:: Task goal ::
Every line below must be reproduced exactly. Copy them all.

** Input records follows **

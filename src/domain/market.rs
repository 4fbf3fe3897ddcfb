use chrono::{DateTime, Utc};
use rust_decimal::Decimal;
use serde::{Deserialize, Serialize};
use std::fmt;

/// Snapshot of a spot market at a point in time
#[derive(Debug, Clone, Serialize, Deserialize)]
pub struct MarketState {
    pub market_id: String,
    pub best_bid: Decimal,
    pub best_ask: Decimal,
    pub last_price: Decimal,
    /// Quote-denominated volume over the trailing 24h
    pub volume_24h: Decimal,
    pub timestamp: DateTime<Utc>,
}

impl MarketState {
    /// Mid price between best bid and best ask
    pub fn mid(&self) -> Decimal {
        (self.best_bid + self.best_ask) / Decimal::TWO
    }

    /// Absolute bid/ask spread
    pub fn spread(&self) -> Decimal {
        self.best_ask - self.best_bid
    }

    /// Spread as a fraction of mid (zero when the book is empty)
    pub fn spread_frac(&self) -> Decimal {
        let mid = self.mid();
        if mid.is_zero() {
            Decimal::ZERO
        } else {
            self.spread() / mid
        }
    }

    /// Is this snapshot usable for trading decisions?
    pub fn is_valid(&self) -> bool {
        self.best_bid > Decimal::ZERO && self.best_ask >= self.best_bid
    }
}

/// One historical trade/candle point from the indexer
#[derive(Debug, Clone, Serialize, Deserialize)]
pub struct PricePoint {
    pub timestamp: DateTime<Utc>,
    pub price: Decimal,
    pub volume: Decimal,
}

/// Predicted price direction over the horizon
#[derive(Debug, Clone, Copy, PartialEq, Eq, Serialize, Deserialize)]
#[serde(rename_all = "lowercase")]
pub enum Direction {
    Up,
    Down,
}

impl Direction {
    pub fn as_str(&self) -> &'static str {
        match self {
            Direction::Up => "up",
            Direction::Down => "down",
        }
    }
}

impl fmt::Display for Direction {
    fn fmt(&self, f: &mut fmt::Formatter<'_>) -> fmt::Result {
        write!(f, "{}", self.as_str())
    }
}

/// Forecast returned by the prediction service
#[derive(Debug, Clone, Serialize, Deserialize)]
pub struct Prediction {
    pub market_id: String,
    pub direction: Direction,
    pub predicted_price: Decimal,
    /// Model confidence in [0, 1]
    pub confidence: Decimal,
    /// Confidence interval around the predicted price
    pub interval_low: Decimal,
    pub interval_high: Decimal,
    pub timestamp: DateTime<Utc>,
}

impl Prediction {
    /// Width of the confidence interval as a fraction of the predicted price
    pub fn interval_width_frac(&self) -> Decimal {
        if self.predicted_price.is_zero() {
            Decimal::ZERO
        } else {
            (self.interval_high - self.interval_low) / self.predicted_price
        }
    }
}
//! Graceful shutdown signalling
//!
//! A `ShutdownController` owns the shutdown flag; `CancelToken`s are cheap
//! clones handed to the supervisor and into every collaborator call so that
//! in-flight work observes cancellation at its suspension points.

use std::sync::atomic::{AtomicBool, Ordering};
use std::sync::Arc;

use tokio::sync::watch;
use tracing::{error, info, warn};

/// Owns the shutdown flag; one per process
pub struct ShutdownController {
    tx: watch::Sender<bool>,
    requested: AtomicBool,
}

impl ShutdownController {
    pub fn new() -> Self {
        let (tx, _) = watch::channel(false);
        Self {
            tx,
            requested: AtomicBool::new(false),
        }
    }

    /// Request shutdown. Duplicate requests are ignored.
    pub fn request(&self) {
        if self.requested.swap(true, Ordering::SeqCst) {
            warn!("shutdown already requested, ignoring duplicate signal");
            return;
        }
        info!("shutdown requested");
        let _ = self.tx.send(true);
    }

    pub fn is_requested(&self) -> bool {
        self.requested.load(Ordering::SeqCst)
    }

    /// A token observing this controller
    pub fn token(&self) -> CancelToken {
        CancelToken {
            rx: self.tx.subscribe(),
            _keepalive: None,
        }
    }
}

impl Default for ShutdownController {
    fn default() -> Self {
        Self::new()
    }
}

/// Cancellation token passed into collaborator calls
#[derive(Clone)]
pub struct CancelToken {
    rx: watch::Receiver<bool>,
    /// Keeps a detached token's channel open; always `None` for tokens
    /// minted by a controller
    _keepalive: Option<Arc<watch::Sender<bool>>>,
}

impl CancelToken {
    pub fn is_cancelled(&self) -> bool {
        *self.rx.borrow()
    }

    /// Resolves once cancellation is requested. A dropped controller counts
    /// as cancellation so orphaned work never hangs.
    pub async fn cancelled(&self) {
        let mut rx = self.rx.clone();
        loop {
            if *rx.borrow() {
                return;
            }
            if rx.changed().await.is_err() {
                return;
            }
        }
    }

    /// Race a future against cancellation
    pub async fn guard<F, T>(&self, fut: F) -> crate::error::Result<T>
    where
        F: std::future::Future<Output = T>,
    {
        tokio::select! {
            biased;
            _ = self.cancelled() => Err(crate::error::HelmsmanError::Cancelled),
            out = fut => Ok(out),
        }
    }

    /// A token that never fires, for constructing components outside a
    /// supervisor (tests, one-shot tooling)
    pub fn detached() -> Self {
        let (tx, rx) = watch::channel(false);
        Self {
            rx,
            _keepalive: Some(Arc::new(tx)),
        }
    }
}

/// Install OS signal handlers that request shutdown on the controller
pub fn install_signal_handlers(controller: Arc<ShutdownController>) {
    let ctrl_c = controller.clone();
    tokio::spawn(async move {
        if let Err(e) = tokio::signal::ctrl_c().await {
            error!("failed to install Ctrl+C handler: {}", e);
            return;
        }
        info!("received SIGINT");
        ctrl_c.request();
    });

    #[cfg(unix)]
    {
        use tokio::signal::unix::{signal, SignalKind};

        let sigterm = controller;
        tokio::spawn(async move {
            match signal(SignalKind::terminate()) {
                Ok(mut stream) => {
                    stream.recv().await;
                    info!("received SIGTERM");
                    sigterm.request();
                }
                Err(e) => error!("failed to install SIGTERM handler: {}", e),
            }
        });
    }
}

** End of Input records **

:: Task result ::
filename src/domain/market.rs
repository 4fbf3fe3897ddcfb
use chrono::{DateTime, Utc};
use rust_decimal::Decimal;
use serde::{Deserialize, Serialize};
use std::fmt;

/// Snapshot of a spot market at a point in time
#[derive(Debug, Clone, Serialize, Deserialize)]
pub struct MarketState {
    pub market_id: String,
    pub best_bid: Decimal,
    pub best_ask: Decimal,
    pub last_price: Decimal,
    /// Quote-denominated volume over the trailing 24h
    pub volume_24h: Decimal,
    pub timestamp: DateTime<Utc>,
}

impl MarketState {
    /// Mid price between best bid and best ask
    pub fn mid(&self) -> Decimal {
        (self.best_bid + self.best_ask) / Decimal::TWO
    }

    /// Absolute bid/ask spread
    pub fn spread(&self) -> Decimal {
        self.best_ask - self.best_bid
    }

    /// Spread as a fraction of mid (zero when the book is empty)
    pub fn spread_frac(&self) -> Decimal {
        let mid = self.mid();
        if mid.is_zero() {
            Decimal::ZERO
        } else {
            self.spread() / mid
        }
    }

    /// Is this snapshot usable for trading decisions?
    pub fn is_valid(&self) -> bool {
        self.best_bid > Decimal::ZERO && self.best_ask >= self.best_bid
    }
}

/// One historical trade/candle point from the indexer
#[derive(Debug, Clone, Serialize, Deserialize)]
pub struct PricePoint {
    pub timestamp: DateTime<Utc>,
    pub price: Decimal,
    pub volume: Decimal,
}

/// Predicted price direction over the horizon
#[derive(Debug, Clone, Copy, PartialEq, Eq, Serialize, Deserialize)]
#[serde(rename_all = "lowercase")]
pub enum Direction {
    Up,
    Down,
}

impl Direction {
    pub fn as_str(&self) -> &'static str {
        match self {
            Direction::Up => "up",
            Direction::Down => "down",
        }
    }
}

impl fmt::Display for Direction {
    fn fmt(&self, f: &mut fmt::Formatter<'_>) -> fmt::Result {
        write!(f, "{}", self.as_str())
    }
}

/// Forecast returned by the prediction service
#[derive(Debug, Clone, Serialize, Deserialize)]
pub struct Prediction {
    pub market_id: String,
    pub direction: Direction,
    pub predicted_price: Decimal,
    /// Model confidence in [0, 1]
    pub confidence: Decimal,
    /// Confidence interval around the predicted price
    pub interval_low: Decimal,
    pub interval_high: Decimal,
    pub timestamp: DateTime<Utc>,
}

impl Prediction {
    /// Width of the confidence interval as a fraction of the predicted price
    pub fn interval_width_frac(&self) -> Decimal {
        if self.predicted_price.is_zero() {
            Decimal::ZERO
        } else {
            (self.interval_high - self.interval_low) / self.predicted_price
        }
    }
}
//! Graceful shutdown signalling
//!
//! A `ShutdownController` owns the shutdown flag; `CancelToken`s are cheap
//! clones handed to the supervisor and into every collaborator call so that
//! in-flight work observes cancellation at its suspension points.

use std::sync::atomic::{AtomicBool, Ordering};
use std::sync::Arc;

use tokio::sync::watch;
use tracing::{error, info, warn};

/// Owns the shutdown flag; one per process
pub struct ShutdownController {
    tx: watch::Sender<bool>,
    requested: AtomicBool,
}

impl ShutdownController {
    pub fn new() -> Self {
        let (tx, _) = watch::channel(false);
        Self {
            tx,
            requested: AtomicBool::new(false),
        }
    }

    /// Request shutdown. Duplicate requests are ignored.
    pub fn request(&self) {
        if self.requested.swap(true, Ordering::SeqCst) {
            warn!("shutdown already requested, ignoring duplicate signal");
            return;
        }
        info!("shutdown requested");
        let _ = self.tx.send(true);
    }

    pub fn is_requested(&self) -> bool {
        self.requested.load(Ordering::SeqCst)
    }

    /// A token observing this controller
    pub fn token(&self) -> CancelToken {
        CancelToken {
            rx: self.tx.subscribe(),
            _keepalive: None,
        }
    }
}

impl Default for ShutdownController {
    fn default() -> Self {
        Self::new()
    }
}

/// Cancellation token passed into collaborator calls
#[derive(Clone)]
pub struct CancelToken {
    rx: watch::Receiver<bool>,
    /// Keeps a detached token's channel open; always `None` for tokens
    /// minted by a controller
    _keepalive: Option<Arc<watch::Sender<bool>>>,
}

impl CancelToken {
    pub fn is_cancelled(&self) -> bool {
        *self.rx.borrow()
    }

    /// Resolves once cancellation is requested. A dropped controller counts
    /// as cancellation so orphaned work never hangs.
    pub async fn cancelled(&self) {
        let mut rx = self.rx.clone();
        loop {
            if *rx.borrow() {
                return;
            }
            if rx.changed().await.is_err() {
                return;
            }
        }
    }

    /// Race a future against cancellation
    pub async fn guard<F, T>(&self, fut: F) -> crate::error::Result<T>
    where
        F: std::future::Future<Output = T>,
    {
        tokio::select! {
            biased;
            _ = self.cancelled() => Err(crate::error::HelmsmanError::Cancelled),
            out = fut => Ok(out),
        }
    }

    /// A token that never fires, for constructing components outside a
    /// supervisor (tests, one-shot tooling)
    pub fn detached() -> Self {
        let (tx, rx) = watch::channel(false);
        Self {
            rx,
            _keepalive: Some(Arc::new(tx)),
        }
    }
}

/// Install OS signal handlers that request shutdown on the controller
pub fn install_signal_handlers(controller: Arc<ShutdownController>) {
    let ctrl_c = controller.clone();
    tokio::spawn(async move {
        if let Err(e) = tokio::signal::ctrl_c().await {
            error!("failed to install Ctrl+C handler: {}", e);
            return;
        }
        info!("received SIGINT");
        ctrl_c.request();
    });

    #[cfg(unix)]
    {
        use tokio::signal::unix::{signal, SignalKind};

        let sigterm = controller;
        tokio::spawn(async move {
            match signal(SignalKind::terminate()) {
                Ok(mut stream) => {
                    stream.recv().await;
                    info!("received SIGTERM");
                    sigterm.request();
                }
                Err(e) => error!("failed to install SIGTERM handler: {}", e),
            }
        });
    }
}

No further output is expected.